IBR360 Online Terms and Conditions

 
  1. ACKNOWLEDGEMENT AND ACCEPTANCE OF TERMS AND CONDITIONS
    1. These IBR 360 Online Terms and Conditions and Registration/Subscription Form (“Terms”) comprise the Agreement for IBR360 usage between the User and DP Information Network Pte Ltd ("DP Info"). DP Info reserves the right to modify the Terms at its sole discretion without notice to the User. The User's continued use of the Services following the modifications constitutes an acknowledgement and acceptance of the amended terms and an agreement to abide and to be bound by the amended terms.
    2. In case a separate contract is signed by and between the User and DP Info for IBR 360 usage such contract will prevail over these Terms as may be amended from time to time.

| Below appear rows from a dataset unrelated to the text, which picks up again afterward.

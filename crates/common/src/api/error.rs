use reqwest::StatusCode;
use serde::Deserialize;

use super::display_value;

#[derive(Debug, thiserror::Error)]
pub enum ApiError {
    #[error("Error: EPIC_API_TOKEN environment variable not set. Please run 'epic init' first.")]
    NotAuthenticated,
    #[error("Error: bearer token contains characters that cannot be sent in a header")]
    InvalidToken,
    #[error("Error: invalid API base URL '{0}'")]
    InvalidBaseUrl(String),
    #[error("HTTP request failed: {0}")]
    Network(#[from] reqwest::Error),
    #[error("URL parse error: {0}")]
    UrlParse(#[from] url::ParseError),
    #[error("Error: Failed to decode JSON response from server. ({0})")]
    Decode(String),
    /// The API answered with a non-success status
    #[error("{message}")]
    Api {
        status: StatusCode,
        message: String,
        body: String,
    },
    #[error("Error: {0}")]
    NotFound(String),
}

#[derive(Deserialize)]
struct ErrorBody {
    #[serde(default)]
    error: Option<serde_json::Value>,
    #[serde(default)]
    detail: Option<serde_json::Value>,
}

impl ApiError {
    /// Build from a failed response, surfacing the API's `error` and
    /// `detail` fields verbatim when present.
    pub fn from_status(status: StatusCode, body: &str) -> Self {
        let message = match serde_json::from_str::<ErrorBody>(body) {
            Ok(ErrorBody { error, detail }) if error.is_some() || detail.is_some() => {
                let mut message = format!(
                    "Error: {}",
                    error
                        .as_ref()
                        .map(display_value)
                        .unwrap_or_else(|| "Unknown API error".to_string())
                );
                if let Some(detail) = detail.as_ref() {
                    message.push_str(&format!("\nDetail: {}", display_value(detail)));
                }
                message
            }
            _ => format!("HTTP status {}: {}", status, body),
        };

        Self::Api {
            status,
            message,
            body: body.to_string(),
        }
    }

    pub fn status(&self) -> Option<StatusCode> {
        match self {
            Self::Api { status, .. } => Some(*status),
            Self::Network(e) => e.status(),
            _ => None,
        }
    }
}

    3. By completing the registration/ subscription process and clicking the 'Finish' button, the User agrees to be bound by these Terms.
  2. DEFINITIONS
    Word or Expression Meaning
    Commencement Date The date specified by DP Info in writing in its notice to the User through email, indicating the acceptance of the registration or subscription by the User for the Services;
    Contract Year A twelve calendar months period from the Commencement Date or any anniversary of the Commencement Date;
    Force Majeure Any act of government or state, civil commotion, epidemic, fire, flood, industrial action or organised protests by third parties, natural disaster, war, failure of payment systems, or any event beyond the reasonable control of the party claiming to be excused from performance of its obligations;
    IBR360 The Internet web site at http://www.experian-ibr360.com
    Information Information made available to the User through Experian-IBR360;
    Intellectual Property Rights Copyright, database right, domain names, patents, registered and unregistered design rights, registered and unregistered trade marks, and all other industrial, commercial or intellectual property rights existing in any jurisdiction in the world and all the rights to apply for the same;
    Package Plan A pre-paid plan the User selects to subscribe to;
    Package Plan Period 12 calendar months commencing on the day of the subscription for a Package Plan.
    Permitted Purpose The internal business purposes of the User and not in any event for the provision of any bureau services to any third parties.
    Services The services as detailed in Clause 4.1 to be provided at IBR360, including any system, software or data (whether electronically transferred or in printed form).
    User A subscriber for the Services, whose particulars are stated in the registration/ subscription form
  3. PRIMARY OBLIGATIONS AND WARRANTIES
    1. DP Info shall use reasonable care and skill in the performance of the Services.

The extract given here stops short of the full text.